→ **DATA FOR PROCESSING**:
______________________________

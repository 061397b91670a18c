//! Runs a world forward until it reaches a fixed point or the iteration cap

use crate::game_of_life::{GameOfLifeRules, Grid};
use serde::Serialize;
use std::fmt;
use tracing::debug;

/// Why a simulation stopped
#[derive(Debug, Clone, Copy, PartialEq, Eq, Serialize)]
#[serde(tag = "kind", rename_all = "snake_case")]
pub enum SimulationOutcome {
    /// Generation `generation` maps onto itself. It is the last grid in the
    /// sequence and appears there exactly once.
    Stabilized { generation: usize },
    /// The rules were applied `iterations` times without reaching a fixed point
    ReachedCap { iterations: usize },
}

impl fmt::Display for SimulationOutcome {
    fn fmt(&self, f: &mut fmt::Formatter<'_>) -> fmt::Result {
        match self {
            SimulationOutcome::Stabilized { generation } => {
                write!(f, "stabilized after {} generations", generation)
            }
            SimulationOutcome::ReachedCap { iterations } => {
                write!(f, "reached the cap of {} generations", iterations)
            }
        }
    }
}

/// The generations produced by one run, index 0 being the initial grid
#[derive(Debug, Clone)]
pub struct SimulationRun {
    generations: Vec<Grid>,
    outcome: SimulationOutcome,
}

/// Serializable overview of a run
#[derive(Debug, Clone, Serialize)]
pub struct RunSummary {
    pub height: usize,
    pub width: usize,
    pub outcome: SimulationOutcome,
    pub generation_count: usize,
    pub living_counts: Vec<usize>,
}

#[derive(Serialize)]
struct RunHistory {
    summary: RunSummary,
    generations: Vec<Vec<String>>,
}

impl SimulationRun {
    pub fn generations(&self) -> &[Grid] {
        &self.generations
    }

    pub fn outcome(&self) -> SimulationOutcome {
        self.outcome
    }

    /// Number of grids in the sequence, including the initial one
    pub fn generation_count(&self) -> usize {
        self.generations.len()
    }

    pub fn is_stable(&self) -> bool {
        matches!(self.outcome, SimulationOutcome::Stabilized { .. })
    }

    pub fn initial(&self) -> &Grid {
        &self.generations[0]
    }

    pub fn final_generation(&self) -> &Grid {
        // A run always holds at least the initial grid
        &self.generations[self.generations.len() - 1]
    }

    pub fn summary(&self) -> RunSummary {
        let initial = self.initial();
        RunSummary {
            height: initial.height(),
            width: initial.width(),
            outcome: self.outcome,
            generation_count: self.generation_count(),
            living_counts: self.generations.iter().map(Grid::living_count).collect(),
        }
    }

    /// Summary plus every generation as `*`/`.` rows
    pub fn to_json(&self) -> Result<String, serde_json::Error> {
        let history = RunHistory {
            summary: self.summary(),
            generations: self
                .generations
                .iter()
                .map(|grid| grid.to_string().lines().map(str::to_owned).collect())
                .collect(),
        };
        serde_json::to_string_pretty(&history)
    }
}

/// Drives repeated generation advances
#[derive(Debug, Clone, Copy)]
pub struct SimulationRunner {
    max_iterations: usize,
}

impl SimulationRunner {
    pub fn new(max_iterations: usize) -> Self {
        Self { max_iterations }
    }

    pub fn max_iterations(&self) -> usize {
        self.max_iterations
    }

    /// Simulate from `initial`. Only exact fixed points stop the run early;
    /// oscillators with a longer period run until the cap.
    pub fn run(&self, initial: Grid) -> SimulationRun {
        let mut generations = vec![initial];

        for _ in 0..self.max_iterations {
            let current = &generations[generations.len() - 1];
            let next = GameOfLifeRules::advance(current);

            if next == *current {
                let generation = generations.len() - 1;
                debug!(generation, "simulation reached a fixed point");
                return SimulationRun {
                    generations,
                    outcome: SimulationOutcome::Stabilized { generation },
                };
            }

            generations.push(next);
        }

        debug!(iterations = self.max_iterations, "simulation reached the iteration cap");
        SimulationRun {
            generations,
            outcome: SimulationOutcome::ReachedCap {
                iterations: self.max_iterations,
            },
        }
    }
}

#[cfg(test)]
mod tests {
    use super::*;
    use itertools::Itertools;
    use proptest::prelude::*;

    fn grid_with(height: usize, width: usize, alive: &[(usize, usize)]) -> Grid {
        let mut grid = Grid::new(height, width);
        for &(row, col) in alive {
            grid.set(row, col, true).unwrap();
        }
        grid
    }

    #[test]
    fn test_block_is_stable_immediately() {
        let block = grid_with(4, 4, &[(1, 1), (1, 2), (2, 1), (2, 2)]);
        let run = SimulationRunner::new(500).run(block.clone());

        assert_eq!(run.outcome(), SimulationOutcome::Stabilized { generation: 0 });
        assert_eq!(run.generation_count(), 1);
        assert_eq!(run.final_generation(), &block);
        assert!(run.is_stable());
    }

    #[test]
    fn test_isolated_cell_stabilizes_empty() {
        let run = SimulationRunner::new(500).run(grid_with(5, 5, &[(2, 2)]));

        assert_eq!(run.outcome(), SimulationOutcome::Stabilized { generation: 1 });
        assert_eq!(run.generation_count(), 2);
        assert!(run.final_generation().is_empty());
    }

    #[test]
    fn test_blinker_runs_to_cap() {
        let blinker = grid_with(5, 5, &[(2, 1), (2, 2), (2, 3)]);
        let run = SimulationRunner::new(20).run(blinker.clone());

        assert_eq!(run.outcome(), SimulationOutcome::ReachedCap { iterations: 20 });
        assert_eq!(run.generation_count(), 21);
        assert!(!run.is_stable());

        // Period two: every even generation is the starting phase
        for (i, grid) in run.generations().iter().enumerate() {
            assert_eq!(grid == &blinker, i % 2 == 0);
        }
    }

    #[test]
    fn test_no_duplicate_generations() {
        // A pre-block settles into a block after one step
        let pre_block = grid_with(4, 4, &[(1, 1), (1, 2), (2, 1)]);
        let run = SimulationRunner::new(500).run(pre_block);

        assert_eq!(run.outcome(), SimulationOutcome::Stabilized { generation: 1 });
        assert!(run
            .generations()
            .iter()
            .tuple_windows()
            .all(|(a, b)| a != b));
    }

    #[test]
    fn test_zero_iterations() {
        let run = SimulationRunner::new(0).run(grid_with(3, 3, &[(1, 1)]));
        assert_eq!(run.generation_count(), 1);
        assert_eq!(run.outcome(), SimulationOutcome::ReachedCap { iterations: 0 });
    }

    #[test]
    fn test_outcome_display() {
        assert_eq!(
            SimulationOutcome::Stabilized { generation: 12 }.to_string(),
            "stabilized after 12 generations"
        );
        assert_eq!(
            SimulationOutcome::ReachedCap { iterations: 500 }.to_string(),
            "reached the cap of 500 generations"
        );
    }

    #[test]
    fn test_summary_and_json() {
        let run = SimulationRunner::new(10).run(grid_with(3, 3, &[(1, 0), (1, 1), (1, 2)]));
        let summary = run.summary();
        assert_eq!(summary.generation_count, 11);
        assert_eq!(summary.living_counts, vec![3; 11]);

        let json: serde_json::Value = serde_json::from_str(&run.to_json().unwrap()).unwrap();
        assert_eq!(json["summary"]["outcome"]["kind"], "reached_cap");
        assert_eq!(json["generations"][0][1], "***");
        assert_eq!(json["generations"][1][0], ".*.");
    }

    proptest! {
        #[test]
        fn run_length_is_bounded(
            cells in proptest::collection::vec(any::<bool>(), 64),
            max_iterations in 0usize..30
        ) {
            let rows: Vec<Vec<bool>> = cells.chunks(8).map(<[bool]>::to_vec).collect();
            let grid = Grid::from_rows(rows).unwrap();
            let run = SimulationRunner::new(max_iterations).run(grid.clone());

            prop_assert!(run.generation_count() <= max_iterations + 1);
            prop_assert_eq!(run.initial(), &grid);
            if let SimulationOutcome::Stabilized { generation } = run.outcome() {
                prop_assert_eq!(generation + 1, run.generation_count());
                prop_assert!(GameOfLifeRules::is_fixed_point(run.final_generation()));
            }
        }
    }
}
//! Full-screen playback. Each generation is redrawn in place on the
//! alternate screen.

use super::Renderer;
use crate::config::RenderConfig;
use crate::game_of_life::Grid;
use anyhow::{Context, Result};
use crossterm::style::{Print, PrintStyledContent, Stylize};
use crossterm::{cursor, queue, terminal};
use std::io::{self, Stdout, Write};
use std::time::Duration;
use tracing::debug;

pub struct TerminalRenderer<W: Write> {
    out: W,
    alive: String,
    dead: String,
    delay: Duration,
}

impl TerminalRenderer<Stdout> {
    pub fn stdout(config: &RenderConfig) -> Self {
        Self::new(io::stdout(), config)
    }
}

impl<W: Write> TerminalRenderer<W> {
    pub fn new(out: W, config: &RenderConfig) -> Self {
        Self {
            out,
            alive: config.terminal_alive_glyph.clone(),
            dead: config.dead_glyph.clone(),
            delay: config.frame_delay(),
        }
    }

    pub fn into_inner(self) -> W {
        self.out
    }

    fn enter(&mut self) -> io::Result<()> {
        queue!(
            self.out,
            terminal::EnterAlternateScreen,
            cursor::Hide,
            terminal::Clear(terminal::ClearType::All)
        )?;
        self.out.flush()
    }

    fn leave(&mut self) -> io::Result<()> {
        queue!(self.out, cursor::Show, terminal::LeaveAlternateScreen)?;
        self.out.flush()
    }

    fn draw_frame(&mut self, grid: &Grid) -> Result<()> {
        for row in 0..grid.height() {
            let y = u16::try_from(row).context("Grid is too tall for the terminal")?;
            queue!(self.out, cursor::MoveTo(0, y))?;

            for col in 0..grid.width() {
                if grid.is_alive(row, col) {
                    queue!(self.out, PrintStyledContent(self.alive.as_str().green()))?;
                } else {
                    queue!(self.out, Print(&self.dead))?;
                }
            }
        }
        self.out.flush()?;
        Ok(())
    }

    fn draw_all(&mut self, generations: &[Grid]) -> Result<()> {
        for (frame, grid) in generations.iter().enumerate() {
            self.draw_frame(grid)
                .with_context(|| format!("Failed to draw generation {}", frame))?;
            // The last frame stays on screen for one delay before the screen closes
            if !self.delay.is_zero() {
                std::thread::sleep(self.delay);
            }
        }
        Ok(())
    }
}

impl<W: Write> Renderer for TerminalRenderer<W> {
    fn render(&mut self, generations: &[Grid]) -> Result<()> {
        self.enter().context("Failed to open the terminal screen")?;
        debug!(frames = generations.len(), "drawing generations");

        let drawn = self.draw_all(generations);
        let restored = self.leave().context("Failed to restore the terminal");

        drawn.and(restored)
    }
}

#[cfg(test)]
mod tests {
    use super::*;

    fn renderer() -> TerminalRenderer<Vec<u8>> {
        let config = RenderConfig {
            frame_delay_ms: 0,
            ..RenderConfig::default()
        };
        TerminalRenderer::new(Vec::new(), &config)
    }

    #[test]
    fn test_draws_inside_alternate_screen() {
        let mut grid = Grid::new(2, 2);
        grid.set(1, 1, true).unwrap();

        let mut renderer = renderer();
        renderer.render(&[grid.clone(), grid]).unwrap();
        let output = String::from_utf8(renderer.into_inner()).unwrap();

        let enter = output.find("\x1b[?1049h").unwrap();
        let leave = output.find("\x1b[?1049l").unwrap();
        let glyph = output.find('•').unwrap();
        assert!(enter < glyph && glyph < leave);
        assert_eq!(output.matches('•').count(), 2);
    }

    #[test]
    fn test_restores_screen_with_no_frames() {
        let mut renderer = renderer();
        renderer.render(&[]).unwrap();
        let output = String::from_utf8(renderer.into_inner()).unwrap();
        assert!(output.contains("\x1b[?1049l"));
    }
}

______________________________

→ **WORK REQUIRED**: Only one span is wanted. It runs from the first line of the listing through the line with "a simulation stopped", and each line must match exactly.

→ **PROBLEM SOLUTION**:
repository 061397b91670a18c
//! Runs a world forward until it reaches a fixed point or the iteration cap

use crate::game_of_life::{GameOfLifeRules, Grid};
use serde::Serialize;
use std::fmt;
use tracing::debug;

/// Why a simulation stopped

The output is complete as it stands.